Every human being comes into the world needing to be touched, a need that persists until death. Being touched in tender caring ways can be healing and therapeutic.
For many, there is confusion between a caring and a comforting touch and one designed to produce sexual arousal. In many homes children are fortunate to have their skin-hunger satisfied; in many others touching, sadly, takes only the form of a spanking. (It is a school of thought that some children deliberately misbehave just to establish even this painful skin contact)
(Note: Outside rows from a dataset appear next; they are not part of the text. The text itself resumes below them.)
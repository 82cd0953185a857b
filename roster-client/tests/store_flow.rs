// roster-client/tests/store_flow.rs
// Record store against the in-memory list and directory

use std::sync::Arc;
use std::sync::atomic::{AtomicBool, Ordering};

use async_trait::async_trait;
use chrono::NaiveDate;
use roster_client::{
    ClientError, ClientResult, DirectoryUser, EmployeeStore, FieldMap, InMemoryDirectory, InMemoryList,
    ListQuery, ListService, NewEmployee, PickerSelection, Resolution, ResolveFailure, Row,
};
use serde_json::json;

fn ann() -> DirectoryUser {
    DirectoryUser::new(21, "Ann Lee")
        .with_email("ann@corp.com")
        .with_login_name("i:0#.f|membership|ann@corp.com")
}

fn setup() -> (InMemoryList, EmployeeStore<InMemoryList, InMemoryDirectory>) {
    let directory = InMemoryDirectory::new().with_user(ann());
    let list = InMemoryList::new().with_directory(directory.clone());
    let store = EmployeeStore::new(list.clone(), directory, FieldMap::default());
    (list, store)
}

fn row(value: serde_json::Value) -> Row {
    value.as_object().cloned().unwrap()
}

fn is_generated_id(id: &str) -> bool {
    id.strip_prefix("EMP-")
        .is_some_and(|d| !d.is_empty() && d.chars().all(|c| c.is_ascii_digit()))
}

#[tokio::test]
async fn find_by_business_id_hit_and_miss() {
    let (list, store) = setup();
    list.seed(row(json!({ "Title": "Ann", "Department": "HR", "EmployeeID": "EMP-1" })));

    let found = store.find_by_business_id("EMP-1").await.unwrap().unwrap();
    assert_eq!(found.name, "Ann");
    assert_eq!(found.employee_id.as_deref(), Some("EMP-1"));

    assert_eq!(store.find_by_business_id("EMP-2").await.unwrap(), None);
}

#[tokio::test]
async fn find_by_blank_business_id_is_validation_error() {
    let (list, store) = setup();
    list.set_offline(true);
    let err = store.find_by_business_id("  ").await.unwrap_err();
    assert!(err.is_validation(), "expected validation error, got {err:?}");
}

#[tokio::test]
async fn duplicate_business_ids_return_first_match() {
    let (list, store) = setup();
    list.seed(row(json!({ "Title": "First", "EmployeeID": "EMP-9" })));
    list.seed(row(json!({ "Title": "Second", "EmployeeID": "EMP-9" })));

    let found = store.find_by_business_id("EMP-9").await.unwrap().unwrap();
    assert_eq!(found.name, "First");
}

#[tokio::test]
async fn add_generates_business_id_when_blank() {
    let (_list, store) = setup();
    let added = store
        .add(&NewEmployee::new("Ann", "HR", "ann@corp.com"), None)
        .await
        .unwrap();
    assert!(added.is_fresh());
    assert!(is_generated_id(&added.value.employee_id), "{}", added.value.employee_id);

    let blank = NewEmployee::new("Bob", "Ops", "bob@corp.com").with_employee_id("   ");
    let added = store.add(&blank, None).await.unwrap();
    assert!(is_generated_id(&added.value.employee_id));
}

#[tokio::test]
async fn add_keeps_provided_business_id_and_fields() {
    let (_list, store) = setup();
    let employee = NewEmployee::new("  Ann  ", "HR", "ann@corp.com")
        .with_employee_id("HR-0042")
        .with_date_of_joining(NaiveDate::from_ymd_opt(2024, 3, 1).unwrap());

    let added = store.add(&employee, None).await.unwrap();
    assert_eq!(added.value.employee_id, "HR-0042");
    assert_eq!(added.value.person, Resolution::Unselected);

    let records = store.snapshot();
    assert_eq!(records.len(), 1);
    assert_eq!(Some(records[0].id), added.value.id);
    assert_eq!(records[0].name, "Ann");
    assert_eq!(records[0].employee_id.as_deref(), Some("HR-0042"));
    assert_eq!(records[0].joined_on(), NaiveDate::from_ymd_opt(2024, 3, 1));
    assert_eq!(records[0].person, None);
}

#[tokio::test]
async fn add_rejects_invalid_input_without_calling_the_list() {
    let (list, store) = setup();
    list.set_offline(true);

    for employee in [
        NewEmployee::new("", "HR", "ann@corp.com"),
        NewEmployee::new("Ann", "HR", "user@"),
        NewEmployee::new("Ann", "HR", "user.example.com"),
    ] {
        let err = store.add(&employee, None).await.unwrap_err();
        assert!(err.is_validation(), "expected validation error, got {err:?}");
    }
}

#[tokio::test]
async fn add_with_resolvable_person_sets_reference() {
    let (list, store) = setup();
    let selection = PickerSelection::default()
        .with_text("Ann Lee")
        .with_login_name("i:0#.f|membership|ann@corp.com");

    let added = store
        .add(&NewEmployee::new("Ann", "HR", "ann@corp.com"), Some(selection))
        .await
        .unwrap();
    assert_eq!(added.value.person.person_id(), Some(21));

    assert_eq!(list.rows()[0]["PeoplepICKERId"], json!(21));
    let record = &store.snapshot()[0];
    assert_eq!(record.person, Some(DirectoryUser::new(21, "Ann Lee").with_email("ann@corp.com")));
}

#[tokio::test]
async fn add_with_unresolvable_person_omits_reference() {
    let (list, store) = setup();
    let selection = PickerSelection::default().with_text("Nobody Known");

    let added = store
        .add(&NewEmployee::new("Zed", "HR", "zed@corp.com"), Some(selection))
        .await
        .unwrap();

    assert!(matches!(
        added.value.person,
        Resolution::Failed { reason: ResolveFailure::Directory { ref identifier, .. }, .. }
            if identifier == "Nobody Known"
    ));
    assert!(!list.rows()[0].contains_key("PeoplepICKERId"));
    assert_eq!(store.snapshot()[0].person, None);
}

#[tokio::test]
async fn add_with_empty_selection_or_offline_directory_still_succeeds() {
    let directory = InMemoryDirectory::new().with_user(ann());
    let list = InMemoryList::new().with_directory(directory.clone());
    let store = EmployeeStore::new(list.clone(), directory.clone(), FieldMap::default());

    let added = store
        .add(&NewEmployee::new("A", "HR", "a@corp.com"), Some(PickerSelection::default()))
        .await
        .unwrap();
    assert!(matches!(
        added.value.person,
        Resolution::Failed { reason: ResolveFailure::NoIdentifier, .. }
    ));

    directory.set_offline(true);
    let selection = PickerSelection::default().with_email("ann@corp.com");
    let added = store
        .add(&NewEmployee::new("B", "HR", "b@corp.com"), Some(selection))
        .await
        .unwrap();
    assert_eq!(added.value.person.person_id(), None);
    assert_eq!(store.snapshot().len(), 2);
}

#[tokio::test]
async fn list_is_idempotent() {
    let (list, store) = setup();
    list.seed(row(json!({ "Title": "Ann", "EmployeeID": "EMP-1", "PeoplepICKERId": 21 })));
    list.seed(row(json!({ "Title": "Bob", "EmployeeID": "EMP-2" })));

    let first = store.list().await.unwrap();
    let second = store.list().await.unwrap();
    assert_eq!(first, second);
    assert_eq!(first.iter().map(|r| r.id).collect::<Vec<_>>(), vec![1, 2]);
    assert_eq!(first[0].person.as_ref().map(|p| p.id), Some(21));
}

#[tokio::test]
async fn update_changes_only_department() {
    let (list, store) = setup();
    let ann_id = list.seed(row(json!({
        "Title": "Ann", "Department": "HR", "Email": "ann@corp.com",
        "EmployeeID": "EMP-1", "DateOfJoining": "2024-03-01T00:00:00Z", "PeoplepICKERId": 21
    })));
    list.seed(row(json!({ "Title": "Bob", "Department": "Ops", "EmployeeID": "EMP-2" })));

    let before = store.list().await.unwrap();
    let mutation = store.update(ann_id, "  Finance ").await.unwrap();
    assert!(mutation.is_fresh());
    let after = store.snapshot();

    let mut expected = before.clone();
    expected[0].department = Some("Finance".into());
    assert_eq!(after, expected);
}

#[tokio::test]
async fn update_rejects_empty_department() {
    let (list, store) = setup();
    let id = list.seed(row(json!({ "Title": "Ann", "Department": "HR" })));
    let err = store.update(id, " ").await.unwrap_err();
    assert!(err.is_validation());
    assert_eq!(list.rows()[0]["Department"], json!("HR"));
}

#[tokio::test]
async fn delete_removes_record() {
    let (list, store) = setup();
    let id = list.seed(row(json!({ "Title": "Ann" })));
    list.seed(row(json!({ "Title": "Bob" })));

    store.delete(id).await.unwrap();
    let names: Vec<_> = store.snapshot().into_iter().map(|r| r.name).collect();
    assert_eq!(names, vec!["Bob"]);

    assert!(matches!(store.delete(id).await, Err(ClientError::NotFound(_))));
}

#[tokio::test]
async fn failed_list_keeps_previous_snapshot() {
    let (list, store) = setup();
    list.seed(row(json!({ "Title": "Ann" })));
    store.list().await.unwrap();
    assert!(!store.is_stale());

    list.set_offline(true);
    assert!(matches!(store.list().await, Err(ClientError::Connection(_))));
    assert_eq!(store.snapshot().len(), 1);
}

/// Writes go through; reads fail while `fail_reads` is set
struct FlakyReads {
    inner: InMemoryList,
    fail_reads: Arc<AtomicBool>,
}

#[async_trait]
impl ListService for FlakyReads {
    async fn get_items(&self, query: &ListQuery) -> ClientResult<Vec<Row>> {
        if self.fail_reads.load(Ordering::SeqCst) {
            return Err(ClientError::Connection("read timed out".into()));
        }
        self.inner.get_items(query).await
    }

    async fn add_item(&self, fields: Row) -> ClientResult<Row> {
        self.inner.add_item(fields).await
    }

    async fn update_item(&self, id: i64, fields: Row) -> ClientResult<()> {
        self.inner.update_item(id, fields).await
    }

    async fn delete_item(&self, id: i64) -> ClientResult<()> {
        self.inner.delete_item(id).await
    }
}

#[tokio::test]
async fn failed_refresh_after_write_is_reported_not_raised() {
    let inner = InMemoryList::new();
    let fail_reads = Arc::new(AtomicBool::new(false));
    let store = EmployeeStore::new(
        FlakyReads { inner: inner.clone(), fail_reads: fail_reads.clone() },
        InMemoryDirectory::new(),
        FieldMap::default(),
    );

    store.add(&NewEmployee::new("Ann", "HR", "ann@corp.com"), None).await.unwrap();
    assert_eq!(store.snapshot().len(), 1);

    fail_reads.store(true, Ordering::SeqCst);
    let mutation = store
        .add(&NewEmployee::new("Bob", "Ops", "bob@corp.com"), None)
        .await
        .unwrap();

    assert!(!mutation.is_fresh());
    assert!(matches!(mutation.reload_error, Some(ClientError::Connection(_))));
    assert_eq!(inner.rows().len(), 2);
    assert_eq!(store.snapshot().len(), 1);
    assert!(store.is_stale());

    fail_reads.store(false, Ordering::SeqCst);
    store.list().await.unwrap();
    assert!(!store.is_stale());
    assert_eq!(store.snapshot().len(), 2);
}

/// Stores the row but answers the write with an empty body
struct EmptyAddResponse {
    inner: InMemoryList,
}

#[async_trait]
impl ListService for EmptyAddResponse {
    async fn get_items(&self, query: &ListQuery) -> ClientResult<Vec<Row>> {
        self.inner.get_items(query).await
    }

    async fn add_item(&self, fields: Row) -> ClientResult<Row> {
        self.inner.add_item(fields).await?;
        Ok(Row::new())
    }

    async fn update_item(&self, id: i64, fields: Row) -> ClientResult<()> {
        self.inner.update_item(id, fields).await
    }

    async fn delete_item(&self, id: i64) -> ClientResult<()> {
        self.inner.delete_item(id).await
    }
}

#[tokio::test]
async fn add_with_unreadable_response_still_succeeds_and_refreshes() {
    let inner = InMemoryList::new();
    let store = EmployeeStore::new(
        EmptyAddResponse { inner: inner.clone() },
        InMemoryDirectory::new(),
        FieldMap::default(),
    );

    let mutation = store
        .add(&NewEmployee::new("Ann", "HR", "ann@corp.com").with_employee_id("EMP-7"), None)
        .await
        .unwrap();

    assert_eq!(mutation.value.id, None);
    assert_eq!(mutation.value.employee_id, "EMP-7");
    assert!(mutation.is_fresh());
    assert_eq!(inner.rows().len(), 1);
    assert!(!store.is_stale());
    assert_eq!(store.snapshot().len(), 1);
    assert_eq!(store.snapshot()[0].employee_id.as_deref(), Some("EMP-7"));
}

#[tokio::test]
async fn validate_checks_fields_without_generating_an_id() {
    let (list, store) = setup();
    list.set_offline(true);

    store.validate(&NewEmployee::new("Ann", "HR", "ann@corp.com")).unwrap();
    let err = store.validate(&NewEmployee::new("Ann", "", "ann@corp.com")).unwrap_err();
    assert!(err.is_validation());
    assert!(list.rows().is_empty());
}

#[tokio::test]
async fn custom_person_field_is_written_and_expanded() {
    let directory = InMemoryDirectory::new().with_user(ann());
    let list = InMemoryList::new().with_directory(directory.clone());
    let fields = FieldMap::default().with_person_field("Manager");
    let store = EmployeeStore::new(list.clone(), directory, fields);

    let selection = PickerSelection::default().with_email("ann@corp.com");
    store
        .add(&NewEmployee::new("Bob", "Ops", "bob@corp.com"), Some(selection))
        .await
        .unwrap();

    assert_eq!(list.rows()[0]["ManagerId"], json!(21));
    assert_eq!(store.snapshot()[0].person.as_ref().map(|p| p.id), Some(21));
}
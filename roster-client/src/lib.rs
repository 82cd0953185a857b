//! Roster Client - employee list client
//!
//! Reads and writes employee records kept in a remote list, resolves the
//! optional person reference against the site's user directory, and exposes
//! a headless board model for front ends.

pub mod board;
pub mod config;
pub mod error;
pub mod http;
pub mod logger;
pub mod mapping;
pub mod query;
pub mod resolver;
pub mod service;
pub mod store;

pub use board::{EmployeeBoard, EmployeeForm, Outcome, Prompt};
pub use config::{ClientConfig, FieldMap};
pub use error::{ClientError, ClientResult};
pub use http::NetworkHttpClient;
pub use mapping::EmployeeDraft;
pub use query::{Filter, ListQuery};
pub use resolver::{IdentifierCandidate, IdentifierStrategy, PersonResolver, PickerField, Resolution, ResolveFailure};
pub use service::{
    DirectoryService, InMemoryDirectory, InMemoryList, ListService, Row, SpDirectoryService, SpListService,
};
pub use store::{Added, EmployeeStore, Mutation, RecordCache};

// Re-export shared types for convenience
pub use shared::{DirectoryUser, EmployeeRecord, NewEmployee, PickerSelection};
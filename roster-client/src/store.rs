//! Employee record store
//!
//! Field-mapped reads and writes against the employee list. The store keeps
//! the last authoritative snapshot of the list. Every successful mutation
//! invalidates it and performs exactly one refresh, so callers never patch
//! local state themselves.

use parking_lot::RwLock;
use shared::util::employee_id_or_generate;
use shared::validation::{self, MSG_EMPTY_DEPARTMENT, MSG_EMPTY_LOOKUP};
use shared::{EmployeeRecord, NewEmployee, PickerSelection};

use crate::config::FieldMap;
use crate::http::NetworkHttpClient;
use crate::mapping::{self, EmployeeDraft};
use crate::query::{Filter, ListQuery};
use crate::resolver::{PersonResolver, Resolution};
use crate::service::{DirectoryService, ListService, SpDirectoryService, SpListService};
use crate::{ClientConfig, ClientError, ClientResult};

/// Last loaded list contents
#[derive(Debug, Clone, Default)]
pub struct RecordCache {
    records: Vec<EmployeeRecord>,
    loaded: bool,
    stale: bool,
}

impl RecordCache {
    pub fn records(&self) -> &[EmployeeRecord] {
        &self.records
    }

    /// Whether a load has ever succeeded
    pub fn is_loaded(&self) -> bool {
        self.loaded
    }

    /// Whether the list changed (or may have) since the snapshot was taken
    pub fn is_stale(&self) -> bool {
        self.stale || !self.loaded
    }

    fn replace(&mut self, records: Vec<EmployeeRecord>) {
        self.records = records;
        self.loaded = true;
        self.stale = false;
    }
}

/// Outcome of a write plus the refresh that followed it.
///
/// A failed refresh does not undo the write, so it is reported here
/// rather than as an error of the mutation.
#[derive(Debug)]
pub struct Mutation<T> {
    pub value: T,
    pub reload_error: Option<ClientError>,
}

impl<T> Mutation<T> {
    /// Whether the snapshot reflects this write
    pub fn is_fresh(&self) -> bool {
        self.reload_error.is_none()
    }
}

/// Result of a successful add
#[derive(Debug, Clone, PartialEq)]
pub struct Added {
    /// Store-assigned item id, `None` when the write response did not carry one
    pub id: Option<i64>,
    /// Business identifier as written (generated when left blank)
    pub employee_id: String,
    /// How the person field ended up
    pub person: Resolution,
}

/// Record store over a list service and a directory
#[derive(Debug)]
pub struct EmployeeStore<L, D> {
    list: L,
    resolver: PersonResolver<D>,
    fields: FieldMap,
    cache: RwLock<RecordCache>,
}

impl EmployeeStore<SpListService, SpDirectoryService> {
    /// Store over the site REST API described by `config`
    pub fn from_config(config: &ClientConfig) -> ClientResult<Self> {
        let http = NetworkHttpClient::new(config)?;
        tracing::info!(site = http.site_url(), list = %config.list_title, "Employee store configured");
        Ok(Self::new(
            SpListService::with_http(http.clone(), config.list_title.clone()),
            SpDirectoryService::with_http(http),
            config.fields.clone(),
        ))
    }
}

impl<L: ListService, D: DirectoryService> EmployeeStore<L, D> {
    pub fn new(list: L, directory: D, fields: FieldMap) -> Self {
        Self::with_resolver(list, PersonResolver::new(directory), fields)
    }

    pub fn with_resolver(list: L, resolver: PersonResolver<D>, fields: FieldMap) -> Self {
        Self {
            list,
            resolver,
            fields,
            cache: RwLock::new(RecordCache::default()),
        }
    }

    pub fn fields(&self) -> &FieldMap {
        &self.fields
    }

    pub fn resolver(&self) -> &PersonResolver<D> {
        &self.resolver
    }

    pub fn list_service(&self) -> &L {
        &self.list
    }

    /// Projection plus person expansion, shared by every read
    fn base_query(&self) -> ListQuery {
        ListQuery::new()
            .select(self.fields.projection())
            .expand(self.fields.person.clone())
    }

    // ========== Cache ==========

    /// Copy of the last snapshot, without touching the network
    pub fn snapshot(&self) -> Vec<EmployeeRecord> {
        self.cache.read().records.clone()
    }

    pub fn is_stale(&self) -> bool {
        self.cache.read().is_stale()
    }

    /// Mark the snapshot as out of date
    pub fn invalidate(&self) {
        self.cache.write().stale = true;
    }

    // ========== Reads ==========

    /// Load every record, replacing the snapshot.
    ///
    /// On failure the previous snapshot is left as it was.
    pub async fn list(&self) -> ClientResult<Vec<EmployeeRecord>> {
        let result = async {
            let rows = self.list.get_items(&self.base_query()).await?;
            mapping::records_from_rows(&rows, &self.fields)
        }
        .await;

        match result {
            Ok(records) => {
                tracing::debug!(count = records.len(), "Loaded employees");
                self.cache.write().replace(records.clone());
                Ok(records)
            }
            Err(e) => {
                tracing::error!(error = %e, "Error loading employees");
                Err(e)
            }
        }
    }

    /// Look up a record by business identifier.
    ///
    /// Identifiers are not unique; the first match in store order is
    /// returned. No match is `Ok(None)`.
    pub async fn find_by_business_id(&self, employee_id: &str) -> ClientResult<Option<EmployeeRecord>> {
        let employee_id = employee_id.trim();
        if employee_id.is_empty() {
            return Err(ClientError::validation(MSG_EMPTY_LOOKUP));
        }

        let query = self
            .base_query()
            .filter(Filter::eq(self.fields.employee_id.clone(), employee_id))
            .top(1);
        let rows = self.list.get_items(&query).await.inspect_err(|e| {
            tracing::error!(employee_id, error = %e, "Error fetching by business id");
        })?;

        rows.first()
            .map(|row| mapping::record_from_row(row, &self.fields))
            .transpose()
    }

    // ========== Writes ==========

    /// Invalidate, then refresh once
    async fn after_mutation<T>(&self, value: T) -> Mutation<T> {
        self.invalidate();
        let reload_error = self.list().await.err();
        Mutation { value, reload_error }
    }

    /// Check the required fields and email shape. Makes no network call.
    pub fn validate(&self, employee: &NewEmployee) -> ClientResult<()> {
        validation::validate_new_employee(&employee.name, &employee.department, &employee.email)
            .map_err(ClientError::validation)
    }

    /// Validate the add form and fill in the business identifier.
    ///
    /// Makes no network call.
    pub fn prepare(&self, employee: &NewEmployee) -> ClientResult<EmployeeDraft> {
        self.validate(employee)?;

        Ok(EmployeeDraft {
            employee_id: employee_id_or_generate(employee.employee_id.as_deref()),
            name: employee.name.trim().to_string(),
            department: employee.department.trim().to_string(),
            email: employee.email.trim().to_string(),
            date_of_joining: employee.date_of_joining_iso(),
            person_id: None,
        })
    }

    /// Add a record.
    ///
    /// The person selection is resolved first; if that fails the record is
    /// written without a person reference.
    pub async fn add(
        &self,
        employee: &NewEmployee,
        selection: Option<PickerSelection>,
    ) -> ClientResult<Mutation<Added>> {
        let draft = self.prepare(employee)?;
        self.add_draft(draft, selection).await
    }

    /// Add an already prepared record.
    ///
    /// Once the list accepts the write this never returns `Err`; an
    /// unreadable write response only leaves [`Added::id`] empty.
    pub async fn add_draft(
        &self,
        mut draft: EmployeeDraft,
        selection: Option<PickerSelection>,
    ) -> ClientResult<Mutation<Added>> {
        let person = self
            .resolver
            .resolve_selection(Resolution::from_selection(selection))
            .await;
        draft.person_id = person.person_id();

        let created = self
            .list
            .add_item(draft.to_row(&self.fields))
            .await
            .inspect_err(|e| tracing::error!(error = %e, "Error adding employee"))?;
        let id = match mapping::record_from_row(&created, &self.fields) {
            Ok(record) => Some(record.id),
            Err(e) => {
                tracing::warn!(employee_id = %draft.employee_id, error = %e, "Employee added, response unreadable");
                None
            }
        };
        tracing::info!(id = ?id, employee_id = %draft.employee_id, "Employee added");

        Ok(self
            .after_mutation(Added {
                id,
                employee_id: draft.employee_id,
                person,
            })
            .await)
    }

    /// Change the department of record `id`; no other field is sent.
    pub async fn update(&self, id: i64, department: &str) -> ClientResult<Mutation<()>> {
        let department = department.trim();
        if department.is_empty() {
            return Err(ClientError::validation(MSG_EMPTY_DEPARTMENT));
        }

        self.list
            .update_item(id, mapping::department_update(&self.fields, department))
            .await
            .inspect_err(|e| tracing::error!(id, error = %e, "Error updating employee"))?;
        tracing::info!(id, "Employee updated");

        Ok(self.after_mutation(()).await)
    }

    /// Remove record `id`. Confirmation is the caller's job.
    pub async fn delete(&self, id: i64) -> ClientResult<Mutation<()>> {
        self.list
            .delete_item(id)
            .await
            .inspect_err(|e| tracing::error!(id, error = %e, "Error deleting employee"))?;
        tracing::info!(id, "Employee deleted");

        Ok(self.after_mutation(()).await)
    }
}
//! Data models for the employee roster

pub mod employee;
pub mod person;

pub use employee::{DirectoryUser, EmployeeRecord, NewEmployee};
pub use person::PickerSelection;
Some of the best ‘skin hunger’ therapies are the simplest:
HUGGING – a real hug is a full body hug that collapses the A-frame hug and chest-bump hug. The people coming together take time to really look at each other. Practice it with your partner and children. When family members come to know a genuine hug, they will never settle for less.
BACK RUBS – backs can be scratched and kneaded with fingers, or rubbed with the heel, the flat, or even the knuckles of the hand. The point is to press away and erase tension and tiredness as well as nourish the skin hunger in all of us.
BACK-OF-THE-NECK-CARING – its purpose to release tension through smoothing and rubbing. Just imagine what strokes and movements you would employ to take it away. The techniques are quickly and naturally learned.
ARM RUB – this involves the gentle pressing of the arm from the wrist up to the shoulder. Sometimes the arm is massaged vigorously; sometimes the touch is reduced to the lightness of a tickle.
Notice how starved the unattended arm feels. The contrast between the two in feeling is so dramatic that it rams home the point of how untouched people must feel most of the time – dead, uncared for, bland.
Set aside time to practice these exercises – one formal session of 20 to 30 minutes a week is adequate.
But there is no need to stick to rigid formula. There are other times when skin touching is important – after a long trip, for example, when tension and fatigue need to be eased away by caring hands. And when someone is hurt, either physically or emotionally, the touch attention is vastly supportive and comforting.
Touching delivers human affirmation in a direct and caring way; it establishes in the young the building material for better communication in all human relationships; it makes people secure enough to know how to ask for what they need and generous enough to give others what they need in return; it makes better children, more loving and successful ‘parents’, care-givers and partners.